[Your task]
The entries that follow should be duplicated in full, without a single alteration.

[Raw data]

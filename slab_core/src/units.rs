//! # Unit Types
//!
//! Type-safe wrappers for the handful of unit conversions the slab design
//! chain performs. These are plain f64 newtypes so JSON stays clean.
//!
//! ## US Customary Units
//!
//! - Length: feet (ft) for spans, inches (in) for thickness and spacing
//! - Area load: pounds per square foot (psf), kips per square foot (ksf)
//! - Moment per foot of slab: kip-feet (k-ft), kip-inches (k-in)
//!
//! ## Example
//!
//! ```rust
//! use slab_core::units::{Feet, Inches, Psf, Ksf};
//!
//! let span = Feet(15.0);
//! let span_inches: Inches = span.into();
//! assert_eq!(span_inches.0, 180.0);
//!
//! let wu: Ksf = Psf(223.0).into();
//! assert!((wu.0 - 0.223).abs() < 1e-12);
//! ```

use serde::{Deserialize, Serialize};
use std::ops::{Add, Div, Mul, Sub};

// ============================================================================
// Length Units
// ============================================================================

/// Length in feet
#[derive(Debug, Clone, Copy, PartialEq, PartialOrd, Default, Serialize, Deserialize)]
#[serde(transparent)]
pub struct Feet(pub f64);

/// Length in inches
#[derive(Debug, Clone, Copy, PartialEq, PartialOrd, Default, Serialize, Deserialize)]
#[serde(transparent)]
pub struct Inches(pub f64);

impl From<Feet> for Inches {
    fn from(ft: Feet) -> Self {
        Inches(ft.0 * 12.0)
    }
}

impl From<Inches> for Feet {
    fn from(inches: Inches) -> Self {
        Feet(inches.0 / 12.0)
    }
}

// ============================================================================
// Area Load Units
// ============================================================================

/// Distributed area load in pounds per square foot (psf)
#[derive(Debug, Clone, Copy, PartialEq, PartialOrd, Default, Serialize, Deserialize)]
#[serde(transparent)]
pub struct Psf(pub f64);

/// Distributed area load in kips per square foot (ksf)
#[derive(Debug, Clone, Copy, PartialEq, PartialOrd, Default, Serialize, Deserialize)]
#[serde(transparent)]
pub struct Ksf(pub f64);

impl From<Psf> for Ksf {
    fn from(psf: Psf) -> Self {
        Ksf(psf.0 / 1000.0)
    }
}

impl From<Ksf> for Psf {
    fn from(ksf: Ksf) -> Self {
        Psf(ksf.0 * 1000.0)
    }
}

// ============================================================================
// Moment Units
// ============================================================================

/// Moment in kip-feet
#[derive(Debug, Clone, Copy, PartialEq, PartialOrd, Default, Serialize, Deserialize)]
#[serde(transparent)]
pub struct KipFt(pub f64);

/// Moment in kip-inches
#[derive(Debug, Clone, Copy, PartialEq, PartialOrd, Default, Serialize, Deserialize)]
#[serde(transparent)]
pub struct KipIn(pub f64);

impl From<KipFt> for KipIn {
    fn from(kipft: KipFt) -> Self {
        KipIn(kipft.0 * 12.0)
    }
}

impl From<KipIn> for KipFt {
    fn from(kipin: KipIn) -> Self {
        KipFt(kipin.0 / 12.0)
    }
}

// ============================================================================
// Arithmetic Implementations (macro to reduce boilerplate)
// ============================================================================

macro_rules! impl_arithmetic {
    ($type:ty) => {
        impl Add for $type {
            type Output = Self;
            fn add(self, rhs: Self) -> Self::Output {
                Self(self.0 + rhs.0)
            }
        }

        impl Sub for $type {
            type Output = Self;
            fn sub(self, rhs: Self) -> Self::Output {
                Self(self.0 - rhs.0)
            }
        }

        impl Mul<f64> for $type {
            type Output = Self;
            fn mul(self, rhs: f64) -> Self::Output {
                Self(self.0 * rhs)
            }
        }

        impl Div<f64> for $type {
            type Output = Self;
            fn div(self, rhs: f64) -> Self::Output {
                Self(self.0 / rhs)
            }
        }

        impl $type {
            /// Get the raw f64 value
            pub fn value(self) -> f64 {
                self.0
            }
        }
    };
}

impl_arithmetic!(Feet);
impl_arithmetic!(Inches);
impl_arithmetic!(Psf);
impl_arithmetic!(Ksf);
impl_arithmetic!(KipFt);
impl_arithmetic!(KipIn);

#[cfg(test)]
mod tests {
    use super::*;

    #[test]
    fn test_feet_to_inches() {
        let inches: Inches = Feet(15.0).into();
        assert_eq!(inches.0, 180.0);
        let back: Feet = Inches(9.0).into();
        assert_eq!(back.0, 0.75);
    }

    #[test]
    fn test_psf_to_ksf() {
        let ksf: Ksf = Psf(1500.0).into();
        assert_eq!(ksf.0, 1.5);
    }

    #[test]
    fn test_kipft_to_kipin() {
        let m: KipIn = KipFt(5.02).into();
        assert!((m.0 - 60.24).abs() < 1e-9);
    }

    #[test]
    fn test_arithmetic() {
        let a = Psf(20.0);
        let b = Psf(112.5);
        assert_eq!((a + b).0, 132.5);
        assert_eq!((b - a).0, 92.5);
        assert_eq!((a * 1.2).0, 24.0);
        assert_eq!((a / 2.0).value(), 10.0);
    }

    #[test]
    fn test_serialization() {
        let ft = Feet(12.5);
        let json = serde_json::to_string(&ft).unwrap();
        assert_eq!(json, "12.5");
    }
}
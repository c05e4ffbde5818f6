//! Reinforcing bar sizes
//!
//! Bar numbers are the nominal diameter in eighths of an inch (#4 = 0.5 in).

use std::f64::consts::PI;
use std::fmt;

use serde::{Deserialize, Serialize};

/// A reinforcing bar designated by its number (#3, #4, ...)
#[derive(Debug, Clone, Copy, PartialEq, Eq, Hash, PartialOrd, Ord, Serialize, Deserialize)]
#[serde(transparent)]
pub struct RebarSize(pub u8);

impl RebarSize {
    /// Bar sizes offered for main slab steel
    pub const SLAB_SIZES: [RebarSize; 6] = [
        RebarSize(3),
        RebarSize(4),
        RebarSize(5),
        RebarSize(6),
        RebarSize(7),
        RebarSize(8),
    ];

    pub fn number(self) -> u8 {
        self.0
    }

    /// Nominal diameter (in)
    pub fn diameter_in(self) -> f64 {
        f64::from(self.0) / 8.0
    }

    /// Area from the nominal diameter, π/4 · d² (in²)
    pub fn area_in2(self) -> f64 {
        PI / 4.0 * self.diameter_in().powi(2)
    }

    /// Designation string, e.g. "#4"
    pub fn designation(self) -> String {
        format!("#{}", self.0)
    }
}

impl Default for RebarSize {
    fn default() -> Self {
        RebarSize(4)
    }
}

impl fmt::Display for RebarSize {
    fn fmt(&self, f: &mut fmt::Formatter<'_>) -> fmt::Result {
        write!(f, "#{}", self.0)
    }
}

[Solution to this exercise]
filename slab_core/src/units.rs
//! # Unit Types
//!
//! Type-safe wrappers for the handful of unit conversions the slab design
//! chain performs. These are plain f64 newtypes so JSON stays clean.
//!
//! ## US Customary Units
//!
//! - Length: feet (ft) for spans, inches (in) for thickness and spacing
//! - Area load: pounds per square foot (psf), kips per square foot (ksf)
//! - Moment per foot of slab: kip-feet (k-ft), kip-inches (k-in)
//!
//! ## Example
//!
//! ```rust
//! use slab_core::units::{Feet, Inches, Psf, Ksf};
//!
//! let span = Feet(15.0);
//! let span_inches: Inches = span.into();
//! assert_eq!(span_inches.0, 180.0);
//!
//! let wu: Ksf = Psf(223.0).into();
//! assert!((wu.0 - 0.223).abs() < 1e-12);
//! ```

use serde::{Deserialize, Serialize};
use std::ops::{Add, Div, Mul, Sub};

// ============================================================================
// Length Units
// ============================================================================

/// Length in feet
#[derive(Debug, Clone, Copy, PartialEq, PartialOrd, Default, Serialize, Deserialize)]
#[serde(transparent)]
pub struct Feet(pub f64);

/// Length in inches
#[derive(Debug, Clone, Copy, PartialEq, PartialOrd, Default, Serialize, Deserialize)]
#[serde(transparent)]
pub struct Inches(pub f64);

impl From<Feet> for Inches {
    fn from(ft: Feet) -> Self {
        Inches(ft.0 * 12.0)
    }
}

impl From<Inches> for Feet {
    fn from(inches: Inches) -> Self {
        Feet(inches.0 / 12.0)
    }
}

// ============================================================================
// Area Load Units
// ============================================================================

/// Distributed area load in pounds per square foot (psf)
#[derive(Debug, Clone, Copy, PartialEq, PartialOrd, Default, Serialize, Deserialize)]
#[serde(transparent)]
pub struct Psf(pub f64);

/// Distributed area load in kips per square foot (ksf)
#[derive(Debug, Clone, Copy, PartialEq, PartialOrd, Default, Serialize, Deserialize)]
#[serde(transparent)]
pub struct Ksf(pub f64);

impl From<Psf> for Ksf {
    fn from(psf: Psf) -> Self {
        Ksf(psf.0 / 1000.0)
    }
}

impl From<Ksf> for Psf {
    fn from(ksf: Ksf) -> Self {
        Psf(ksf.0 * 1000.0)
    }
}

// ============================================================================
// Moment Units
// ============================================================================

/// Moment in kip-feet
#[derive(Debug, Clone, Copy, PartialEq, PartialOrd, Default, Serialize, Deserialize)]
#[serde(transparent)]
pub struct KipFt(pub f64);

/// Moment in kip-inches
#[derive(Debug, Clone, Copy, PartialEq, PartialOrd, Default, Serialize, Deserialize)]
#[serde(transparent)]
pub struct KipIn(pub f64);

impl From<KipFt> for KipIn {
    fn from(kipft: KipFt) -> Self {
        KipIn(kipft.0 * 12.0)
    }
}

impl From<KipIn> for KipFt {
    fn from(kipin: KipIn) -> Self {
        KipFt(kipin.0 / 12.0)
    }
}

// ============================================================================
// Arithmetic Implementations (macro to reduce boilerplate)
// ============================================================================

macro_rules! impl_arithmetic {
    ($type:ty) => {
        impl Add for $type {
            type Output = Self;
            fn add(self, rhs: Self) -> Self::Output {
                Self(self.0 + rhs.0)
            }
        }

        impl Sub for $type {
            type Output = Self;
            fn sub(self, rhs: Self) -> Self::Output {
                Self(self.0 - rhs.0)
            }
        }

        impl Mul<f64> for $type {
            type Output = Self;
            fn mul(self, rhs: f64) -> Self::Output {
                Self(self.0 * rhs)
            }
        }

        impl Div<f64> for $type {
            type Output = Self;
            fn div(self, rhs: f64) -> Self::Output {
                Self(self.0 / rhs)
            }
        }

        impl $type {
            /// Get the raw f64 value
            pub fn value(self) -> f64 {
                self.0
            }
        }
    };
}

impl_arithmetic!(Feet);
impl_arithmetic!(Inches);
impl_arithmetic!(Psf);
impl_arithmetic!(Ksf);
impl_arithmetic!(KipFt);
impl_arithmetic!(KipIn);

#[cfg(test)]
mod tests {
    use super::*;

    #[test]
    fn test_feet_to_inches() {
        let inches: Inches = Feet(15.0).into();
        assert_eq!(inches.0, 180.0);
        let back: Feet = Inches(9.0).into();
        assert_eq!(back.0, 0.75);
    }

    #[test]
    fn test_psf_to_ksf() {
        let ksf: Ksf = Psf(1500.0).into();
        assert_eq!(ksf.0, 1.5);
    }

    #[test]
    fn test_kipft_to_kipin() {
        let m: KipIn = KipFt(5.02).into();
        assert!((m.0 - 60.24).abs() < 1e-9);
    }

    #[test]
    fn test_arithmetic() {
        let a = Psf(20.0);
        let b = Psf(112.5);
        assert_eq!((a + b).0, 132.5);
        assert_eq!((b - a).0, 92.5);
        assert_eq!((a * 1.2).0, 24.0);
        assert_eq!((a / 2.0).value(), 10.0);
    }

    #[test]
    fn test_serialization() {
        let ft = Feet(12.5);
        let json = serde_json::to_string(&ft).unwrap();
        assert_eq!(json, "12.5");
    }
}
repository c05e4ffbde5818f6
//! Reinforcing bar sizes
//!
//! Bar numbers are the nominal diameter in eighths of an inch (#4 = 0.5 in).

use std::f64::consts::PI;
use std::fmt;

use serde::{Deserialize, Serialize};

/// A reinforcing bar designated by its number (#3, #4, ...)
#[derive(Debug, Clone, Copy, PartialEq, Eq, Hash, PartialOrd, Ord, Serialize, Deserialize)]
#[serde(transparent)]
pub struct RebarSize(pub u8);

impl RebarSize {
    /// Bar sizes offered for main slab steel
    pub const SLAB_SIZES: [RebarSize; 6] = [
        RebarSize(3),
        RebarSize(4),
        RebarSize(5),
        RebarSize(6),
        RebarSize(7),
        RebarSize(8),
    ];

    pub fn number(self) -> u8 {
        self.0
    }

    /// Nominal diameter (in)
    pub fn diameter_in(self) -> f64 {
        f64::from(self.0) / 8.0
    }

    /// Area from the nominal diameter, π/4 · d² (in²)
    pub fn area_in2(self) -> f64 {
        PI / 4.0 * self.diameter_in().powi(2)
    }

    /// Designation string, e.g. "#4"
    pub fn designation(self) -> String {
        format!("#{}", self.0)
    }
}

impl Default for RebarSize {
    fn default() -> Self {
        RebarSize(4)
    }
}

impl fmt::Display for RebarSize {
    fn fmt(&self, f: &mut fmt::Formatter<'_>) -> fmt::Result {
        write!(f, "#{}", self.0)
    }
}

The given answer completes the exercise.